Nascido na cidade de Engels (região do Volga), Shnittke teve uma vida sem privações extremas ou sobressaltos. Foi persona non grata
aos olhos dos burocratas do Partido
Comunista, mas nem de longe passou pelo martírio dos artistas levados ao suicídio e aos "gulags" da era
stalinista. Cresceu à sombra do "realismo socialista" de Jdánov, amadureceu artisticamente sob os períodos do "Degelo" de Kruschev e do
recrudescimento de Brejnev -caracterizado menos pelo terror do
que pelo torpor.
Nesse quadro, sua produção se coloca entre a tentativa de ultrapassar
a escolástica do dodecafonismo (que
Shnittke conheceu de perto numa
curta estadia em Viena) sem renunciar à ousadia experimental ou ao
"formalismo" (nomenclatura bolchevique correlata à "arte degenerada" do jargão nazista).

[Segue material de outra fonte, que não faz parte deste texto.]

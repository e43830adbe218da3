use anyhow::{anyhow, Context, Result};
use hashcheck_core::services::probe_binary_kind;
use serde::Serialize;

use crate::commands::absolute_path;

#[derive(Debug, Serialize)]
pub struct ProbeInfo {
    pub path: String,
    pub kind: String,
    /// Whether the check judges this binary by its managed checksum header.
    pub uses_managed_checksum: bool,
}

/// Detect and print whether a PE image is native, managed, or mixed-mode.
pub fn probe_command(binary: &str, json: bool) -> Result<()> {
    let path = absolute_path(binary)?;
    if !path.is_file() {
        return Err(anyhow!("Binary file does not exist: {}", path.display()));
    }
    let bytes =
        std::fs::read(&path).with_context(|| format!("Failed to read binary: {}", path.display()))?;
    let kind = probe_binary_kind(&bytes)
        .with_context(|| format!("Failed to detect binary kind: {}", path.display()))?;

    let info = ProbeInfo {
        path: path.display().to_string(),
        kind: kind.as_str().to_string(),
        uses_managed_checksum: kind.uses_managed_checksum(),
    };

    if json {
        println!("{}", serde_json::to_string_pretty(&info)?);
        return Ok(());
    }

    println!("Binary: {}", info.path);
    println!("Kind: {}", info.kind);
    Ok(())
}
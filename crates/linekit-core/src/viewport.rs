//! Incremental single-line renderer with horizontal scrolling.
//!
//! The renderer never queries the terminal. It remembers which buffer index
//! the terminal cursor sits on, how long the drawn line was and which slice
//! of the line is visible, and moves the cursor only with backspaces and by
//! re-emitting characters already on screen.
//!
//! Lines wider than the space after the prompt scroll in steps of
//! `scroll_span` columns. A `$` in the first column after the prompt marks
//! text hidden on the left, a `$` in the last used column marks text hidden
//! on the right. Once scrolled, the trigger point moves so that small
//! cursor movements near an edge do not flip the window back and forth.

use log::trace;

use crate::buffer::{Change, Edit, LineBuffer};
use crate::console::{ConsoleOutput, ConsoleResult};
use crate::width::WidthFn;

const BELL: char = '\x07';
const BACKSPACE: char = '\x08';

/// Columns always left for the line, however wide the prompt.
const MIN_USABLE_WIDTH: usize = 8;

/// Snapshot of the visible window.
#[derive(Debug, Clone, Copy, PartialEq, Eq)]
pub struct ViewportState {
    pub screen_width: usize,
    pub scroll_span: usize,
    /// Columns available to the line after the prompt.
    pub usable_width: usize,
    /// Index of the first visible character.
    pub shift: usize,
    pub off_left: bool,
    pub off_right: bool,
}

pub struct Viewport {
    screen_width: usize,
    scroll_span: usize,
    measure: WidthFn,
    bell: bool,
    width: usize,
    shift: usize,
    off_left: bool,
    off_right: bool,
    /// Buffer index under the terminal cursor.
    pos: usize,
    /// Line length the screen was last drawn for, relative to the prompt.
    drawn_len: isize,
    last_prompt: String,
    last_prompt_width: usize,
}

impl Viewport {
    pub fn new(screen_width: usize, scroll_span: usize, measure: WidthFn) -> Self {
        Self {
            screen_width,
            scroll_span: scroll_span.max(1),
            measure,
            bell: true,
            width: screen_width.max(MIN_USABLE_WIDTH),
            shift: 0,
            off_left: false,
            off_right: false,
            pos: 0,
            drawn_len: 0,
            last_prompt: String::new(),
            last_prompt_width: 0,
        }
    }

    pub fn with_bell(mut self, bell: bool) -> Self {
        self.bell = bell;
        self
    }

    pub fn state(&self) -> ViewportState {
        ViewportState {
            screen_width: self.screen_width,
            scroll_span: self.scroll_span,
            usable_width: self.width,
            shift: self.shift,
            off_left: self.off_left,
            off_right: self.off_right,
        }
    }

    pub fn usable_width(&self) -> usize {
        self.width
    }

    pub fn prompt(&self) -> &str {
        &self.last_prompt
    }

    /// Ring the bell on its own.
    pub fn bell<O: ConsoleOutput + ?Sized>(&self, out: &mut O) -> ConsoleResult<()> {
        if self.bell {
            out.write_text("\x07")?;
        }
        Ok(())
    }

    /// Bring the screen in line with `buffer` after `edit`, then commit the
    /// cursor position into the buffer.
    pub fn reconcile<O: ConsoleOutput + ?Sized>(
        &mut self,
        out: &mut O,
        prompt: &str,
        buffer: &mut LineBuffer,
        edit: Edit,
    ) -> ConsoleResult<()> {
        let mut frame = String::new();
        let mut change = edit.change;

        if change == Change::Redraw {
            frame.push_str(prompt);
            self.set_prompt(prompt);
            self.shift = 0;
            self.off_left = false;
            self.off_right = false;
            self.pos = 0;
            self.drawn_len = 0;
            change = Change::From(0);
        } else if prompt != self.last_prompt {
            let old_width = self.last_prompt_width;
            push_backspaces(&mut frame, old_width + self.pos.saturating_sub(self.shift));
            frame.push_str(prompt);
            self.set_prompt(prompt);
            self.drawn_len += old_width as isize - self.last_prompt_width as isize;
            self.pos = self.shift;
            change = Change::From(0);
        }

        let width = self.width as isize;
        let scroll = self.effective_scroll() as isize;
        let shift = self.shift as isize;
        let len = buffer.len() as isize;

        let mut pad = if self.off_right { width - 1 } else { self.drawn_len - shift };
        let mut backup = self.pos as isize - shift;
        self.drawn_len = len;

        if !buffer.place_cursor(edit.cursor) && self.bell {
            frame.push(BELL);
        }
        let cursor = buffer.cursor() as isize;

        let extra = if self.off_right || (self.off_left && cursor < shift + width - scroll / 2) {
            (scroll / 2).max(2)
        } else {
            0
        };
        let mut new_shift = cursor + extra + scroll - width;
        new_shift = if new_shift > 0 { new_shift / scroll * scroll } else { 0 };
        loop {
            let last_column = if len > new_shift + width - 1 { width - 3 } else { width - 1 };
            if cursor - new_shift <= last_column {
                break;
            }
            new_shift += scroll;
        }

        let (left, right, new_right) = if new_shift != shift {
            self.shift = new_shift as usize;
            self.off_left = new_shift > 0;
            self.off_right = len > new_shift + width - 1;
            let right = self.right_edge(new_shift, width, len);
            (new_shift, right, right)
        } else if let Change::From(from) = change {
            let from = (from as isize).min(len);
            let left = if from < shift + self.off_left as isize {
                shift
            } else {
                backup = self.pos as isize - from;
                from
            };
            self.off_right = len > shift + width - 1;
            let right = self.right_edge(shift, width, len);
            let new_right = match edit.extent {
                Some(extent) if right > left + extent as isize => left + extent as isize,
                _ => right,
            };
            (left, right, new_right)
        } else {
            (0, -1, -1)
        };

        let shift = self.shift as isize;
        pad -= if self.off_right { width - 1 } else { len - shift };
        let pad = pad.max(0);

        let mut pos = self.pos as isize;
        if left <= right {
            if backup > 0 {
                push_backspaces(&mut frame, backup as usize);
            } else if backup < 0 {
                frame.push_str(&buffer.slice(pos as usize, left as usize));
            }
            let mut start = left;
            if start == shift && self.off_left {
                frame.push('$');
                start += 1;
            }
            frame.push_str(&buffer.slice(start as usize, new_right.max(start) as usize));
            pos = new_right.max(start);
            if self.off_right && new_right == right {
                frame.push('$');
                pos += 1;
            } else {
                frame.extend(std::iter::repeat(' ').take(pad as usize));
                pos += pad;
            }
        }

        if pos > cursor {
            push_backspaces(&mut frame, (pos - cursor) as usize);
        } else {
            frame.push_str(&buffer.slice(pos as usize, cursor as usize));
        }
        self.pos = cursor as usize;

        trace!(
            "reconcile change={:?} cursor={} shift={} off_left={} off_right={} bytes={}",
            edit.change,
            cursor,
            self.shift,
            self.off_left,
            self.off_right,
            frame.len()
        );

        if frame.is_empty() {
            return Ok(());
        }
        out.write_text(&frame)?;
        out.flush()
    }

    fn right_edge(&self, shift: isize, width: isize, len: isize) -> isize {
        if self.off_right {
            shift + width - 2
        } else {
            len
        }
    }

    /// The scroll step, reduced when a wide prompt leaves little room.
    fn effective_scroll(&self) -> usize {
        self.scroll_span.min(self.width / 2).max(1)
    }

    fn set_prompt(&mut self, prompt: &str) {
        self.last_prompt = prompt.to_string();
        self.last_prompt_width = (self.measure)(prompt);
        self.width = self
            .screen_width
            .saturating_sub(self.last_prompt_width)
            .max(MIN_USABLE_WIDTH);
    }
}

fn push_backspaces(frame: &mut String, count: usize) {
    frame.extend(std::iter::repeat(BACKSPACE).take(count));
}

O pesquisador Scarpinella Bueno
faz análises iluminadoras da "Sinfonia nº 1" (uma "anti-sinfonia") e da
produção camerística de Shnittke,
mostrando como sua mescla de atonalismo e tonalidade, além de resposta russa ao pós-modernismo
(um ecletismo sombrio, nada eufórico), incorpora estruturalmente a
tensão entre liberdade e rigor.
Esse livro, que coloca o compositor em diálogo com Mahler, Stravinski, Shostakóvitch e Luciano Berio -avessos a purismos e precursores do poliestilismo-, só se completa pela audição de uma música que,
nas palavras do músico Arthur Nestrovski, "faz pensar na elaborada arte romanesca de autores como Thomas Bernhard e W.G. Sebald, para
citar dois nomes de temperamento
contrastante -um na fronteira do
desespero, outro no limite da melancolia".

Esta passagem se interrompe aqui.